Everything from the top of the data below through the line with "use k8s_openapi::api::apps::v1::Deployment;" should be duplicated exactly, and nothing past it.

== Segment start ==

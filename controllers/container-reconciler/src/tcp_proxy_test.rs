//! Unit tests for the TCP proxy manager

#[cfg(test)]
mod tests {
    use crate::cluster::{ClusterApi, MockCluster, ResourceKind, Verb};
    use crate::error::ReconcileError;
    use crate::tcp_proxy::TcpProxyManager;
    use crate::test_utils::*;
    use k8s_openapi::api::apps::v1::Deployment;
    use k8s_openapi::api::core::v1::{ConfigMap, Service};
    use serde_json::json;
    use std::sync::Arc;

    const INGRESS_NS: &str = "ingress-nginx";

    fn seed_controller(cluster: &MockCluster) {
        cluster.insert(
            ResourceKind::Service,
            INGRESS_NS,
            json!({
                "metadata": {"name": "ingress-nginx-controller"},
                "spec": {"type": "LoadBalancer", "ports": [
                    {"name": "http", "port": 80, "protocol": "TCP"},
                    {"name": "https", "port": 443, "protocol": "TCP"},
                ]},
            }),
        );
        cluster.insert(
            ResourceKind::Service,
            INGRESS_NS,
            json!({
                "metadata": {"name": "ingress-nginx-controller-admission"},
                "spec": {"ports": [{"name": "https-webhook", "port": 443}]},
            }),
        );
        cluster.insert(
            ResourceKind::Deployment,
            INGRESS_NS,
            json!({
                "metadata": {"name": "ingress-nginx-controller"},
                "spec": {
                    "selector": {"matchLabels": {"app": "ingress-nginx"}},
                    "template": {"spec": {"containers": [{
                        "name": "controller",
                        "image": "registry.k8s.io/ingress-nginx/controller:v1.11.2",
                        "args": ["/nginx-ingress-controller", "--election-id=ingress-nginx-leader"],
                        "ports": [{"name": "http", "containerPort": 80}],
                    }]}},
                },
            }),
        );
    }

    fn seed_backend(cluster: &MockCluster, protocol: &str) {
        cluster.insert(
            ResourceKind::Service,
            TEST_NAMESPACE,
            json!({
                "metadata": {"name": "db"},
                "spec": {"ports": [{"name": "main", "port": 5432, "protocol": protocol}]},
            }),
        );
    }

    fn manager(cluster: &MockCluster) -> TcpProxyManager {
        let shared: Arc<dyn ClusterApi> = Arc::new(cluster.clone());
        TcpProxyManager::new(shared, &test_config())
    }

    fn controller_service(cluster: &MockCluster, name: &str) -> Service {
        serde_json::from_value(cluster.object(ResourceKind::Service, INGRESS_NS, name).unwrap()).unwrap()
    }

    fn controller_deployment(cluster: &MockCluster) -> Deployment {
        serde_json::from_value(
            cluster
                .object(ResourceKind::Deployment, INGRESS_NS, "ingress-nginx-controller")
                .unwrap(),
        )
        .unwrap()
    }

    fn tcp_services(cluster: &MockCluster) -> ConfigMap {
        serde_json::from_value(cluster.object(ResourceKind::ConfigMap, INGRESS_NS, "tcp-services").unwrap()).unwrap()
    }

    #[tokio::test]
    async fn test_enable_twice_yields_single_entries() {
        let cluster = MockCluster::new();
        seed_controller(&cluster);
        seed_backend(&cluster, "TCP");
        let proxy = manager(&cluster);

        for _ in 0..2 {
            let sweep = proxy.enable("db", TEST_NAMESPACE, 30432, 5432).await.unwrap();
            assert_eq!(sweep.len(), 2);
            sweep.wait().await.unwrap();
        }

        let data = tcp_services(&cluster).data.unwrap();
        assert_eq!(data.len(), 1);
        assert_eq!(data["30432"], "env-abc123/db:5432");

        let ports = controller_service(&cluster, "ingress-nginx-controller").spec.unwrap().ports.unwrap();
        let proxied: Vec<_> = ports
            .iter()
            .filter(|p| p.name.as_deref() == Some("proxied-tcp-30432"))
            .collect();
        assert_eq!(proxied.len(), 1);
        assert_eq!(proxied[0].port, 30432);
        assert_eq!(ports.len(), 3);

        let container = controller_deployment(&cluster).spec.unwrap().template.spec.unwrap().containers[0].clone();
        let tcp: Vec<_> = container
            .ports
            .unwrap()
            .into_iter()
            .filter(|p| p.container_port == 30432)
            .collect();
        assert_eq!(tcp.len(), 1);
        assert_eq!(tcp[0].host_port, Some(30432));
        assert_eq!(tcp[0].name.as_deref(), Some("tcp-30432"));
        let flags: Vec<_> = container
            .args
            .unwrap()
            .into_iter()
            .filter(|a| a.starts_with("--tcp-services-configmap="))
            .collect();
        assert_eq!(flags, vec!["--tcp-services-configmap=ingress-nginx/tcp-services".to_string()]);
    }

    #[tokio::test]
    async fn test_exact_controller_name_wins() {
        let cluster = MockCluster::new();
        seed_controller(&cluster);
        seed_backend(&cluster, "TCP");

        manager(&cluster)
            .enable("db", TEST_NAMESPACE, 30432, 5432)
            .await
            .unwrap()
            .wait()
            .await
            .unwrap();

        let admission = controller_service(&cluster, "ingress-nginx-controller-admission");
        assert_eq!(admission.spec.unwrap().ports.unwrap().len(), 1);
    }

    #[tokio::test]
    async fn test_backend_protocol_is_mirrored() {
        let cluster = MockCluster::new();
        seed_controller(&cluster);
        seed_backend(&cluster, "UDP");

        manager(&cluster)
            .enable("db", TEST_NAMESPACE, 30053, 5432)
            .await
            .unwrap()
            .wait()
            .await
            .unwrap();

        let ports = controller_service(&cluster, "ingress-nginx-controller").spec.unwrap().ports.unwrap();
        let proxied = ports.iter().find(|p| p.port == 30053).unwrap();
        assert_eq!(proxied.protocol.as_deref(), Some("UDP"));
    }

    #[tokio::test]
    async fn test_missing_backend_writes_nothing() {
        let cluster = MockCluster::new();
        seed_controller(&cluster);

        let result = manager(&cluster).enable("db", TEST_NAMESPACE, 30432, 5432).await;

        assert!(matches!(result, Err(ReconcileError::NotFound(_))));
        assert!(cluster.mutating_calls().is_empty());
    }

    #[tokio::test]
    async fn test_disable_many_then_again_is_quiet() {
        let cluster = MockCluster::new();
        seed_controller(&cluster);
        seed_backend(&cluster, "TCP");
        let proxy = manager(&cluster);
        for port in [30432, 30433] {
            proxy.enable("db", TEST_NAMESPACE, port, 5432).await.unwrap().wait().await.unwrap();
        }

        proxy.disable_many(&[30432, 30433]).await.unwrap().wait().await.unwrap();

        assert!(tcp_services(&cluster).data.unwrap().is_empty());
        let ports = controller_service(&cluster, "ingress-nginx-controller").spec.unwrap().ports.unwrap();
        assert_eq!(ports.len(), 2);
        let container = controller_deployment(&cluster).spec.unwrap().template.spec.unwrap().containers[0].clone();
        assert_eq!(container.ports.unwrap().len(), 1);

        cluster.clear_calls();
        proxy.disable(30432).await.unwrap().wait().await.unwrap();
        assert!(cluster.calls().iter().all(|c| !c.verb.is_mutating()));
        assert!(cluster.calls().iter().any(|c| c.verb == Verb::List));
    }

    #[tokio::test]
    async fn test_failed_controller_edit_surfaces_on_wait() {
        let cluster = MockCluster::new();
        seed_controller(&cluster);
        seed_backend(&cluster, "TCP");
        cluster.fail_on(Verb::Replace, ResourceKind::Deployment);

        let sweep = manager(&cluster).enable("db", TEST_NAMESPACE, 30432, 5432).await.unwrap();
        let result = sweep.wait().await;

        assert!(matches!(result, Err(ReconcileError::Cluster(_))));
        assert_eq!(tcp_services(&cluster).data.unwrap()["30432"], "env-abc123/db:5432");
    }

    #[tokio::test]
    async fn test_controller_port_is_refused() {
        let cluster = MockCluster::new();
        seed_controller(&cluster);
        seed_backend(&cluster, "TCP");

        let result = manager(&cluster).enable("db", TEST_NAMESPACE, 443, 5432).await;

        assert!(matches!(result, Err(ReconcileError::Validation(_))));
        assert!(cluster.mutating_calls().is_empty());
    }

    #[tokio::test]
    async fn test_disable_leaves_controller_ports_alone() {
        let cluster = MockCluster::new();
        seed_controller(&cluster);

        manager(&cluster).disable(80).await.unwrap().wait().await.unwrap();

        let ports = controller_service(&cluster, "ingress-nginx-controller").spec.unwrap().ports.unwrap();
        let names: Vec<_> = ports.iter().filter_map(|p| p.name.clone()).collect();
        assert_eq!(names, vec!["http".to_string(), "https".to_string()]);
        let container = controller_deployment(&cluster).spec.unwrap().template.spec.unwrap().containers[0].clone();
        assert_eq!(container.ports.unwrap()[0].container_port, 80);
        assert!(cluster.mutating_calls().is_empty());
    }

    #[tokio::test]
    async fn test_moving_a_port_edits_each_object_once() {
        let cluster = MockCluster::new();
        seed_controller(&cluster);
        seed_backend(&cluster, "TCP");
        let proxy = manager(&cluster);
        proxy.enable("db", TEST_NAMESPACE, 30432, 5432).await.unwrap().wait().await.unwrap();
        cluster.clear_calls();

        let sweep = proxy
            .enable_replacing("db", TEST_NAMESPACE, 30433, 5432, &[30432])
            .await
            .unwrap();
        assert_eq!(sweep.len(), 2);
        sweep.wait().await.unwrap();

        let data = tcp_services(&cluster).data.unwrap();
        assert_eq!(data.len(), 1);
        assert_eq!(data["30433"], "env-abc123/db:5432");
        let ports = controller_service(&cluster, "ingress-nginx-controller").spec.unwrap().ports.unwrap();
        let proxied: Vec<_> = ports
            .iter()
            .filter_map(|p| p.name.clone())
            .filter(|n| n.starts_with("proxied-tcp-"))
            .collect();
        assert_eq!(proxied, vec!["proxied-tcp-30433".to_string()]);
        let controller_writes = cluster
            .mutating_calls()
            .into_iter()
            .filter(|c| c.namespace == INGRESS_NS && c.kind != ResourceKind::ConfigMap)
            .count();
        assert_eq!(controller_writes, 2);
    }
}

== Segment end ==

*RESULT BELOW*
filename controllers/container-reconciler/src/tcp_proxy_test.rs
//! Unit tests for the TCP proxy manager

#[cfg(test)]
mod tests {
    use crate::cluster::{ClusterApi, MockCluster, ResourceKind, Verb};
    use crate::error::ReconcileError;
    use crate::tcp_proxy::TcpProxyManager;
    use crate::test_utils::*;
    use k8s_openapi::api::apps::v1::Deployment;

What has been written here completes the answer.